+++ Data for this exercise

//! The crew: actors, ordered work units, a process strategy, and the
//! run entry point.
//!
//! Build one with [`Crew::builder`], register units with
//! [`CrewBuilder::add_unit`] (which hands back a [`UnitId`] to depend on),
//! then call [`Crew::run`] with the input map.

mod actor;
mod unit;

pub use actor::{Actor, ActorBuilder};
pub use unit::{UnitId, WorkUnit};

use anyhow::Result;
use std::path::PathBuf;
use std::sync::Arc;
use std::time::Duration;
use tracing::info;

use crate::backend::{Backend, TokenUsage};
use crate::capabilities::Args;
use crate::consts::DEFAULT_CONTEXT_WINDOW;
use crate::engine::{Process, ProcessMode, RunContext};
use crate::events::{Event, EventBus};
use crate::memory::SharedMemory;

/// Run inputs: field name to value. Unrecognized fields are ignored.
pub type Inputs = Args;

/// Invalid crew construction, reported by [`CrewBuilder::build`].
#[derive(Debug, thiserror::Error)]
pub enum CrewError {
    #[error("unit {unit} has no actor assigned")]
    MissingActor { unit: UnitId },

    #[error("unit {unit} depends on {dependency}, which is not part of this crew")]
    UnknownDependency { unit: UnitId, dependency: UnitId },

    #[error("unit {unit} depends on {dependency}, which is not scheduled before it")]
    ForwardDependency { unit: UnitId, dependency: UnitId },

    #[error("capability '{0}' is registered twice for the same actor")]
    DuplicateCapability(String),

    #[error("the {0} process is not implemented")]
    UnsupportedProcess(ProcessMode),
}

/// Engine tunables, injected at build time.
#[derive(Debug, Clone)]
pub struct CrewConfig {
    /// Keep only the last N characters of rolling history in a prompt. `None` keeps all.
    pub context_window: Option<usize>,
    pub include_backstory: bool,
    /// Input fields surfaced at the top of every prompt, in this order.
    pub highlight_fields: Vec<String>,
    /// Input field the backend is told to stay focused on.
    pub focus_field: Option<String>,
    pub capability_timeout: Option<Duration>,
    /// Relative output targets resolve against this directory.
    pub output_dir: Option<PathBuf>,
}

impl Default for CrewConfig {
    fn default() -> Self {
        Self {
            context_window: Some(DEFAULT_CONTEXT_WINDOW),
            include_backstory: true,
            highlight_fields: Vec::new(),
            focus_field: None,
            capability_timeout: None,
            output_dir: None,
        }
    }
}

pub struct Crew {
    actors: Vec<Arc<Actor>>,
    units: Vec<WorkUnit>,
    process: Box<dyn Process>,
    memory: Option<SharedMemory>,
    backend: Arc<dyn Backend>,
    config: CrewConfig,
    events: Option<Arc<EventBus>>,
    usage: TokenUsage,
}

impl Crew {
    pub fn builder(backend: Arc<dyn Backend>) -> CrewBuilder {
        CrewBuilder {
            backend,
            actors: Vec::new(),
            units: Vec::new(),
            process: ProcessChoice::Mode(ProcessMode::Sequential),
            memory: None,
            config: CrewConfig::default(),
            events: None,
        }
    }

    /// Execute every unit once, per the process strategy, and return the
    /// last unit's result (empty when there are no units).
    ///
    /// A backend failure aborts the run and propagates. Capability failures never do.
    pub async fn run(&mut self, inputs: &Inputs) -> Result<String> {
        info!(units = self.units.len(), process = self.process.name(), "run started");
        if let Some(bus) = self.events.as_deref() {
            bus.emit(Event::RunStarted {
                units: self.units.len(),
                process: self.process.name().to_string(),
            });
        }

        let run = RunContext {
            units: &self.units,
            backend: &self.backend,
            config: &self.config,
            memory: self.memory.as_mut(),
            events: self.events.as_deref(),
        };
        let output = self.process.execute(run, inputs).await?;

        self.usage.add(output.usage);
        info!(chars = output.result.chars().count(), "run finished");
        if let Some(bus) = self.events.as_deref() {
            bus.emit(Event::RunFinished {
                units: self.units.len(),
            });
        }
        Ok(output.result)
    }

    pub fn actors(&self) -> &[Arc<Actor>] {
        &self.actors
    }

    pub fn units(&self) -> &[WorkUnit] {
        &self.units
    }

    pub fn memory(&self) -> Option<&SharedMemory> {
        self.memory.as_ref()
    }

    pub fn config(&self) -> &CrewConfig {
        &self.config
    }

    pub fn process_name(&self) -> &str {
        self.process.name()
    }

    /// Tokens used across every run of this crew.
    pub fn session_usage(&self) -> TokenUsage {
        self.usage
    }
}

enum ProcessChoice {
    Mode(ProcessMode),
    Custom(Box<dyn Process>),
}

/// Registers actors and units in order, then validates everything in [`build`](Self::build).
pub struct CrewBuilder {
    backend: Arc<dyn Backend>,
    actors: Vec<Arc<Actor>>,
    units: Vec<WorkUnit>,
    process: ProcessChoice,
    memory: Option<SharedMemory>,
    config: CrewConfig,
    events: Option<Arc<EventBus>>,
}

impl CrewBuilder {
    pub fn actor(&mut self, actor: Arc<Actor>) -> &mut Self {
        if !self.actors.iter().any(|a| Arc::ptr_eq(a, &actor)) {
            self.actors.push(actor);
        }
        self
    }

    /// Append a unit to the execution order and return its handle.
    pub fn add_unit(&mut self, unit: WorkUnit) -> UnitId {
        self.units.push(unit);
        UnitId(self.units.len() - 1)
    }

    pub fn process(&mut self, mode: ProcessMode) -> &mut Self {
        self.process = ProcessChoice::Mode(mode);
        self
    }

    /// Plug in a strategy not covered by [`ProcessMode`].
    pub fn process_strategy(&mut self, process: Box<dyn Process>) -> &mut Self {
        self.process = ProcessChoice::Custom(process);
        self
    }

    pub fn memory(&mut self, memory: SharedMemory) -> &mut Self {
        self.memory = Some(memory);
        self
    }

    pub fn config(&mut self, config: CrewConfig) -> &mut Self {
        self.config = config;
        self
    }

    /// Emit progress events on this bus. Without one, runs are silent.
    pub fn events(&mut self, bus: Arc<EventBus>) -> &mut Self {
        self.events = Some(bus);
        self
    }

    pub fn build(self) -> Result<Crew, CrewError> {
        let CrewBuilder {
            backend,
            mut actors,
            units,
            process,
            memory,
            config,
            events,
        } = self;

        for (index, unit) in units.iter().enumerate() {
            let id = UnitId(index);
            let actor = unit
                .assigned_actor()
                .ok_or(CrewError::MissingActor { unit: id })?;
            if !actors.iter().any(|a| Arc::ptr_eq(a, actor)) {
                actors.push(Arc::clone(actor));
            }

            for &dependency in unit.dependencies() {
                if dependency.index() >= units.len() {
                    return Err(CrewError::UnknownDependency {
                        unit: id,
                        dependency,
                    });
                }
                if dependency.index() >= index {
                    return Err(CrewError::ForwardDependency {
                        unit: id,
                        dependency,
                    });
                }
            }
        }

        let process = match process {
            ProcessChoice::Mode(mode) => mode.strategy()?,
            ProcessChoice::Custom(process) => process,
        };

        Ok(Crew {
            actors,
            units,
            process,
            memory,
            backend,
            config,
            events,
            usage: TokenUsage::default(),
        })
    }
}
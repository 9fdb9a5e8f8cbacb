//! `{field}` placeholder substitution for instruction templates.

use std::collections::HashMap;
use std::sync::LazyLock;

use regex::{Captures, Regex};

static PLACEHOLDER: LazyLock<Regex> =
    LazyLock::new(|| Regex::new(r"\{([A-Za-z_][A-Za-z0-9_]*)\}").expect("valid placeholder regex"));

/// Replace every `{key}` whose key is present in `inputs`.
///
/// Single pass: substituted values are never rescanned, and placeholders
/// without a matching input stay verbatim.
pub fn substitute(template: &str, inputs: &HashMap<String, String>) -> String {
    PLACEHOLDER
        .replace_all(template, |caps: &Captures| match inputs.get(&caps[1]) {
            Some(value) => value.clone(),
            None => caps[0].to_string(),
        })
        .into_owned()
}

/// Placeholder names in first-seen order, without duplicates.
pub fn placeholders(template: &str) -> Vec<String> {
    let mut names: Vec<String> = Vec::new();
    for caps in PLACEHOLDER.captures_iter(template) {
        let name = &caps[1];
        if !names.iter().any(|n| n == name) {
            names.push(name.to_string());
        }
    }
    names
}
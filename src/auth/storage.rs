use std::sync::Mutex;

use anyhow::Result;
use rusqlite::Connection;

/// Credential types stored per provider.
#[derive(Debug, Clone, PartialEq, serde::Serialize, serde::Deserialize)]
#[serde(tag = "type")]
pub enum Credential {
    #[serde(rename = "api_key")]
    ApiKey { key: String },
    /// Telegram bot token.
    #[serde(rename = "bot_token")]
    BotToken { token: String },
}

impl Credential {
    pub fn secret(&self) -> &str {
        match self {
            Credential::ApiKey { key } => key,
            Credential::BotToken { token } => token,
        }
    }
}

/// Credential storage in SQLite.
///
/// Shares a database with [`Config`](crate::config::Config); pass the same path.
pub struct AuthStorage {
    conn: Mutex<Connection>,
}

impl AuthStorage {
    /// Open or create a credentials table in the given database path.
    /// Use `":memory:"` for tests.
    pub fn open(path: &str) -> Result<Self> {
        let conn = Connection::open(path)?;
        conn.execute_batch(
            "CREATE TABLE IF NOT EXISTS credentials (
                provider TEXT PRIMARY KEY,
                data     TEXT NOT NULL
            )",
        )?;
        Ok(Self {
            conn: Mutex::new(conn),
        })
    }

    pub fn get(&self, provider: &str) -> Result<Option<Credential>> {
        let conn = self.conn.lock().unwrap();
        let mut stmt = conn.prepare("SELECT data FROM credentials WHERE provider = ?1")?;
        let mut rows = stmt.query([provider])?;
        match rows.next()? {
            Some(row) => {
                let json: String = row.get(0)?;
                let cred: Credential = serde_json::from_str(&json)?;
                Ok(Some(cred))
            }
            None => Ok(None),
        }
    }

    /// Store credential for a provider (upsert).
    pub fn set(&self, provider: &str, credential: Credential) -> Result<()> {
        let json = serde_json::to_string(&credential)?;
        let conn = self.conn.lock().unwrap();
        conn.execute(
            "INSERT INTO credentials (provider, data) VALUES (?1, ?2)
             ON CONFLICT(provider) DO UPDATE SET data = excluded.data",
            [provider, &json],
        )?;
        Ok(())
    }

    pub fn remove(&self, provider: &str) -> Result<()> {
        let conn = self.conn.lock().unwrap();
        conn.execute("DELETE FROM credentials WHERE provider = ?1", [provider])?;
        Ok(())
    }

    /// Providers with a stored credential, sorted.
    pub fn providers(&self) -> Result<Vec<String>> {
        let conn = self.conn.lock().unwrap();
        let mut stmt = conn.prepare("SELECT provider FROM credentials ORDER BY provider")?;
        let rows = stmt.query_map([], |row| row.get(0))?;
        Ok(rows.collect::<rusqlite::Result<Vec<String>>>()?)
    }

    /// Priority: stored credential, then the environment variable.
    /// Empty values count as missing.
    pub fn get_secret(&self, provider: &str, env_var: &str) -> Result<Option<String>> {
        if let Some(cred) = self.get(provider)?
            && !cred.secret().is_empty()
        {
            return Ok(Some(cred.secret().to_string()));
        }

        if let Ok(value) = std::env::var(env_var)
            && !value.is_empty()
        {
            return Ok(Some(value));
        }

        Ok(None)
    }
}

++++++

* _The task_: Your answer must be a single number: the count of lines in the records that include "then".

* _Response below_: 3